INSTRUCTIONS FOR THE TASK: Work through the entries below and report how many lines include "ScoreError". The number alone is the answer.

RECORDS SHOWN:
______

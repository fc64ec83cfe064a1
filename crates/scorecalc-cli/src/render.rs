//! Terminal rendering of inputs and estimates.

use comfy_table::{Cell, Table};

use scorecalc_core::act::scale_act_section;
use scorecalc_core::model::{Estimate, ScoreInput};
use scorecalc_core::report::EstimateReport;
use scorecalc_core::sat::SatScore;
use scorecalc_core::scale::clamp_raw;

/// Clamp every raw value into its section range, warning about each change.
pub fn clamp_input(input: ScoreInput) -> ScoreInput {
    let sections = input.sections();
    let mut raw = input.raw_values();
    for (value, section) in raw.iter_mut().zip(sections.iter()) {
        let clamped = clamp_raw(*value, section.max);
        if clamped != *value {
            tracing::warn!(
                "{} = {} is outside 0..={}, using {}",
                section.key,
                value,
                section.max,
                clamped
            );
            *value = clamped;
        }
    }
    with_raw(input, raw)
}

fn with_raw(input: ScoreInput, raw: [i32; 4]) -> ScoreInput {
    let [a, b, c, d] = raw;
    match input {
        ScoreInput::Act { variant, .. } => ScoreInput::Act {
            variant,
            english: a,
            math: b,
            reading: c,
            science: d,
        },
        ScoreInput::DigitalSat { .. } => ScoreInput::DigitalSat {
            rw1: a,
            rw2: b,
            math1: c,
            math2: d,
        },
        ScoreInput::LegacySat { .. } => ScoreInput::LegacySat {
            reading: a,
            writing: b,
            math_no_calc: c,
            math_calc: d,
        },
    }
}

/// Render one estimate as a section table followed by the aggregate scores.
pub fn estimate_text(title: &str, input: &ScoreInput, estimate: &Estimate) -> String {
    let mut table = Table::new();
    let act = matches!(input, ScoreInput::Act { .. });
    if act {
        table.set_header(vec!["Section", "Correct", "Scaled"]);
    } else {
        table.set_header(vec!["Section", "Correct"]);
    }

    for (section, raw) in input.sections().iter().zip(input.raw_values()) {
        let mut row = vec![
            Cell::new(section.label),
            Cell::new(format!("{raw}/{}", section.max)),
        ];
        if act {
            row.push(Cell::new(scale_act_section(raw, section.max)));
        }
        table.add_row(row);
    }

    let mut out = format!("{title} Score Calculator\n{table}\n");
    match estimate {
        Estimate::Act(score) => {
            out.push_str(&format!("Composite: {}\n", score.composite));
            if let Some(stem) = score.stem_score {
                out.push_str(&format!("STEM: {stem}\n"));
            }
        }
        Estimate::Sat(score) => {
            let verbal_label = match score {
                SatScore::Digital(_) => "Reading and Writing",
                SatScore::Legacy(_) => "Evidence-Based Reading and Writing",
            };
            out.push_str(&format!("Total: {}\n", score.total()));
            out.push_str(&format!("{verbal_label}: {}\n", score.verbal()));
            out.push_str(&format!("Math: {}\n", score.math()));
        }
    }
    out
}

/// Summary table with one row per attempt.
pub fn report_table(report: &EstimateReport) -> Table {
    let mut table = Table::new();
    table.set_header(vec!["Attempt", "Test", "Score", "Sections"]);

    for e in &report.estimates {
        let sections = match &e.estimate {
            Estimate::Act(s) => {
                let mut parts = format!("E {} M {} R {} S {}", s.english, s.math, s.reading, s.science);
                if let Some(stem) = s.stem_score {
                    parts.push_str(&format!(" STEM {stem}"));
                }
                parts
            }
            Estimate::Sat(s) => format!("RW {} M {}", s.verbal(), s.math()),
        };
        table.add_row(vec![
            Cell::new(&e.name),
            Cell::new(e.input.to_string()),
            Cell::new(e.estimate.headline()),
            Cell::new(sections),
        ]);
    }

    table
}

/// Per-group statistics table.
pub fn stats_table(report: &EstimateReport) -> Table {
    let mut table = Table::new();
    table.set_header(vec!["Test", "Attempts", "Best", "Worst", "Mean"]);
    for (key, stats) in &report.stats.groups {
        table.add_row(vec![
            Cell::new(key),
            Cell::new(stats.attempts),
            Cell::new(format!("{} ({})", stats.best, stats.best_attempt)),
            Cell::new(stats.worst),
            Cell::new(format!("{:.1}", stats.mean)),
        ]);
    }
    table
}

/// Markdown rendering of a report's attempts.
pub fn report_markdown(report: &EstimateReport) -> String {
    let mut md = format!("## {}\n\n", report.sheet.name);
    md.push_str("| Attempt | Test | Score |\n");
    md.push_str("|---------|------|-------|\n");
    for e in &report.estimates {
        md.push_str(&format!(
            "| {} | {} | {} |\n",
            e.name,
            e.input,
            e.estimate.headline()
        ));
    }
    md
}
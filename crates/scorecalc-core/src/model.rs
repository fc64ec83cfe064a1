//! Core data model types for scorecalc.
//!
//! Tests, their variants, section descriptors, and the tagged unions that
//! carry raw inputs into the engine and estimates back out of it.

use std::fmt;
use std::str::FromStr;

use serde::{Deserialize, Serialize};

use crate::act::{compute_act_score, ActScore};
use crate::error::ScoreError;
use crate::sat::{compute_digital_sat, compute_legacy_sat, SatScore};

/// The standardized test being estimated.
#[derive(Debug, Clone, Copy, PartialEq, Eq, Hash, PartialOrd, Ord, Serialize, Deserialize)]
#[serde(rename_all = "lowercase")]
pub enum Test {
    Act,
    Sat,
}

impl fmt::Display for Test {
    fn fmt(&self, f: &mut fmt::Formatter<'_>) -> fmt::Result {
        match self {
            Test::Act => write!(f, "act"),
            Test::Sat => write!(f, "sat"),
        }
    }
}

impl FromStr for Test {
    type Err = ScoreError;

    fn from_str(s: &str) -> Result<Self, Self::Err> {
        match s.trim().to_lowercase().as_str() {
            "act" => Ok(Test::Act),
            "sat" => Ok(Test::Sat),
            other => Err(ScoreError::UnknownTest(other.to_string())),
        }
    }
}

/// ACT configuration: the 2025 enhanced test or the legacy four-section test.
#[derive(
    Debug, Clone, Copy, Default, PartialEq, Eq, Hash, PartialOrd, Ord, Serialize, Deserialize,
)]
#[serde(rename_all = "lowercase")]
pub enum ActVariant {
    #[default]
    Enhanced,
    Legacy,
}

impl fmt::Display for ActVariant {
    fn fmt(&self, f: &mut fmt::Formatter<'_>) -> fmt::Result {
        match self {
            ActVariant::Enhanced => write!(f, "enhanced"),
            ActVariant::Legacy => write!(f, "legacy"),
        }
    }
}

impl FromStr for ActVariant {
    type Err = ScoreError;

    fn from_str(s: &str) -> Result<Self, Self::Err> {
        match s.trim().to_lowercase().as_str() {
            "enhanced" => Ok(ActVariant::Enhanced),
            "legacy" => Ok(ActVariant::Legacy),
            other => Err(ScoreError::UnknownVariant {
                test: "act",
                name: other.to_string(),
            }),
        }
    }
}

/// SAT configuration: the adaptive digital test or the legacy paper test.
#[derive(
    Debug, Clone, Copy, Default, PartialEq, Eq, Hash, PartialOrd, Ord, Serialize, Deserialize,
)]
#[serde(rename_all = "lowercase")]
pub enum SatVariant {
    #[default]
    Digital,
    Legacy,
}

impl fmt::Display for SatVariant {
    fn fmt(&self, f: &mut fmt::Formatter<'_>) -> fmt::Result {
        match self {
            SatVariant::Digital => write!(f, "digital"),
            SatVariant::Legacy => write!(f, "legacy"),
        }
    }
}

impl FromStr for SatVariant {
    type Err = ScoreError;

    fn from_str(s: &str) -> Result<Self, Self::Err> {
        match s.trim().to_lowercase().as_str() {
            "digital" => Ok(SatVariant::Digital),
            "legacy" => Ok(SatVariant::Legacy),
            other => Err(ScoreError::UnknownVariant {
                test: "sat",
                name: other.to_string(),
            }),
        }
    }
}

/// One raw-score input slot of a test variant.
#[derive(Debug, Clone, Copy, PartialEq, Eq, Serialize)]
pub struct SectionSpec {
    /// Key used in score sheets and CLI flags (e.g. "math_no_calc").
    pub key: &'static str,
    /// Human-readable label.
    pub label: &'static str,
    /// Maximum raw count (number of questions).
    pub max: i32,
}

/// Raw inputs for a single estimate, tagged by test and variant.
#[derive(Debug, Clone, Copy, PartialEq, Eq, Serialize, Deserialize)]
#[serde(tag = "kind", rename_all = "snake_case")]
pub enum ScoreInput {
    Act {
        variant: ActVariant,
        english: i32,
        math: i32,
        reading: i32,
        science: i32,
    },
    DigitalSat {
        rw1: i32,
        rw2: i32,
        math1: i32,
        math2: i32,
    },
    LegacySat {
        reading: i32,
        writing: i32,
        math_no_calc: i32,
        math_calc: i32,
    },
}

impl ScoreInput {
    /// Build an input from a test, a variant name, and raw values in
    /// section order (see [`ScoreInput::sections`]).
    pub fn from_parts(test: Test, variant: &str, raw: [i32; 4]) -> Result<Self, ScoreError> {
        let [a, b, c, d] = raw;
        Ok(match test {
            Test::Act => ScoreInput::Act {
                variant: variant.parse()?,
                english: a,
                math: b,
                reading: c,
                science: d,
            },
            Test::Sat => match variant.parse::<SatVariant>()? {
                SatVariant::Digital => ScoreInput::DigitalSat {
                    rw1: a,
                    rw2: b,
                    math1: c,
                    math2: d,
                },
                SatVariant::Legacy => ScoreInput::LegacySat {
                    reading: a,
                    writing: b,
                    math_no_calc: c,
                    math_calc: d,
                },
            },
        })
    }

    /// Run the engine.
    pub fn compute(&self) -> Estimate {
        match *self {
            ScoreInput::Act {
                variant,
                english,
                math,
                reading,
                science,
            } => Estimate::Act(compute_act_score(variant, english, math, reading, science)),
            ScoreInput::DigitalSat {
                rw1,
                rw2,
                math1,
                math2,
            } => Estimate::Sat(SatScore::Digital(compute_digital_sat(
                rw1, rw2, math1, math2,
            ))),
            ScoreInput::LegacySat {
                reading,
                writing,
                math_no_calc,
                math_calc,
            } => Estimate::Sat(SatScore::Legacy(compute_legacy_sat(
                reading,
                writing,
                math_no_calc,
                math_calc,
            ))),
        }
    }

    pub fn test(&self) -> Test {
        match self {
            ScoreInput::Act { .. } => Test::Act,
            ScoreInput::DigitalSat { .. } | ScoreInput::LegacySat { .. } => Test::Sat,
        }
    }

    /// Variant name as written in score sheets ("enhanced", "digital", ...).
    pub fn variant_name(&self) -> String {
        match self {
            ScoreInput::Act { variant, .. } => variant.to_string(),
            ScoreInput::DigitalSat { .. } => SatVariant::Digital.to_string(),
            ScoreInput::LegacySat { .. } => SatVariant::Legacy.to_string(),
        }
    }

    /// Section descriptors in input order.
    pub fn sections(&self) -> [SectionSpec; 4] {
        match self {
            ScoreInput::Act { variant, .. } => variant.sections(),
            ScoreInput::DigitalSat { .. } => SatVariant::Digital.sections(),
            ScoreInput::LegacySat { .. } => SatVariant::Legacy.sections(),
        }
    }

    /// Raw values in the same order as [`ScoreInput::sections`].
    pub fn raw_values(&self) -> [i32; 4] {
        match *self {
            ScoreInput::Act {
                english,
                math,
                reading,
                science,
                ..
            } => [english, math, reading, science],
            ScoreInput::DigitalSat {
                rw1,
                rw2,
                math1,
                math2,
            } => [rw1, rw2, math1, math2],
            ScoreInput::LegacySat {
                reading,
                writing,
                math_no_calc,
                math_calc,
            } => [reading, writing, math_no_calc, math_calc],
        }
    }
}

impl fmt::Display for ScoreInput {
    fn fmt(&self, f: &mut fmt::Formatter<'_>) -> fmt::Result {
        write!(f, "{} {}", self.test(), self.variant_name())
    }
}

/// Engine output for one [`ScoreInput`].
#[derive(Debug, Clone, Copy, PartialEq, Eq, Serialize, Deserialize)]
#[serde(tag = "test", rename_all = "lowercase")]
pub enum Estimate {
    Act(ActScore),
    Sat(SatScore),
}

impl Estimate {
    /// The single number a student quotes: ACT composite or SAT total.
    pub fn headline(&self) -> u32 {
        match self {
            Estimate::Act(score) => score.composite,
            Estimate::Sat(score) => score.total(),
        }
    }

    pub fn test(&self) -> Test {
        match self {
            Estimate::Act(_) => Test::Act,
            Estimate::Sat(_) => Test::Sat,
        }
    }
}

/// A single practice attempt recorded in a score sheet.
#[derive(Debug, Clone, PartialEq, Serialize, Deserialize)]
pub struct Attempt {
    /// Unique identifier within the sheet.
    pub id: String,
    /// Human-readable name.
    pub name: String,
    /// Tags for filtering attempts.
    #[serde(default)]
    pub tags: Vec<String>,
    /// Raw section counts.
    pub input: ScoreInput,
}

/// A collection of practice attempts, usually one file on disk.
#[derive(Debug, Clone, PartialEq, Serialize, Deserialize)]
pub struct ScoreSheet {
    pub id: String,
    pub name: String,
    #[serde(default)]
    pub description: String,
    #[serde(default)]
    pub attempts: Vec<Attempt>,
}

impl ScoreSheet {
    /// Keep only attempts carrying at least one of `tags`.
    pub fn filter_by_tags(&mut self, tags: &[String]) {
        if tags.is_empty() {
            return;
        }
        self.attempts
            .retain(|a| a.tags.iter().any(|t| tags.contains(t)));
    }
}

#[cfg(test)]
mod tests {
    use super::*;

    #[test]
    fn test_display_and_parse() {
        assert_eq!(Test::Act.to_string(), "act");
        assert_eq!("SAT".parse::<Test>().unwrap(), Test::Sat);
        assert_eq!(
            "gre".parse::<Test>().unwrap_err(),
            ScoreError::UnknownTest("gre".into())
        );
    }

    #[test]
    fn variant_display_and_parse() {
        assert_eq!(ActVariant::Enhanced.to_string(), "enhanced");
        assert_eq!(SatVariant::Legacy.to_string(), "legacy");
        assert_eq!(
            " Legacy ".parse::<ActVariant>().unwrap(),
            ActVariant::Legacy
        );
        assert_eq!(
            "digital".parse::<SatVariant>().unwrap(),
            SatVariant::Digital
        );
        assert!("digital".parse::<ActVariant>().is_err());
        assert!("enhanced".parse::<SatVariant>().is_err());
    }

    #[test]
    fn variant_defaults() {
        assert_eq!(ActVariant::default(), ActVariant::Enhanced);
        assert_eq!(SatVariant::default(), SatVariant::Digital);
    }

    #[test]
    fn from_parts_dispatches_on_variant() {
        let input = ScoreInput::from_parts(Test::Sat, "legacy", [26, 22, 10, 19]).unwrap();
        assert_eq!(
            input,
            ScoreInput::LegacySat {
                reading: 26,
                writing: 22,
                math_no_calc: 10,
                math_calc: 19,
            }
        );
        assert_eq!(input.raw_values(), [26, 22, 10, 19]);
        assert_eq!(input.to_string(), "sat legacy");

        let err = ScoreInput::from_parts(Test::Act, "digital", [0; 4]).unwrap_err();
        assert_eq!(
            err,
            ScoreError::UnknownVariant {
                test: "act",
                name: "digital".into(),
            }
        );
    }

    #[test]
    fn compute_and_headline() {
        let act = ScoreInput::from_parts(Test::Act, "enhanced", [25, 23, 18, 20]).unwrap();
        let estimate = act.compute();
        assert_eq!(estimate.test(), Test::Act);
        assert_eq!(estimate.headline(), 19);

        let sat = ScoreInput::from_parts(Test::Sat, "digital", [27, 27, 22, 22]).unwrap();
        assert_eq!(sat.compute().headline(), 1600);
    }

    #[test]
    fn sections_follow_input_order() {
        let input = ScoreInput::from_parts(Test::Sat, "digital", [1, 2, 3, 4]).unwrap();
        let keys: Vec<_> = input.sections().iter().map(|s| s.key).collect();
        assert_eq!(keys, vec!["rw1", "rw2", "math1", "math2"]);
    }

    #[test]
    fn input_serde_roundtrip() {
        let input = ScoreInput::Act {
            variant: ActVariant::Legacy,
            english: 38,
            math: 30,
            reading: 20,
            science: 20,
        };
        let json = serde_json::to_string(&input).unwrap();
        assert!(json.contains("\"kind\":\"act\""));
        let back: ScoreInput = serde_json::from_str(&json).unwrap();
        assert_eq!(back, input);
    }

    #[test]
    fn filter_by_tags_keeps_matching_attempts() {
        let attempt = |id: &str, tags: &[&str]| Attempt {
            id: id.into(),
            name: id.into(),
            tags: tags.iter().map(|t| t.to_string()).collect(),
            input: ScoreInput::DigitalSat {
                rw1: 0,
                rw2: 0,
                math1: 0,
                math2: 0,
            },
        };
        let mut sheet = ScoreSheet {
            id: "s".into(),
            name: "S".into(),
            description: String::new(),
            attempts: vec![attempt("a", &["timed"]), attempt("b", &["untimed"]), attempt("c", &[])],
        };

        sheet.filter_by_tags(&[]);
        assert_eq!(sheet.attempts.len(), 3);

        sheet.filter_by_tags(&["timed".to_string()]);
        assert_eq!(sheet.attempts.len(), 1);
        assert_eq!(sheet.attempts[0].id, "a");
    }
}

______

WRITTEN ANSWER: 10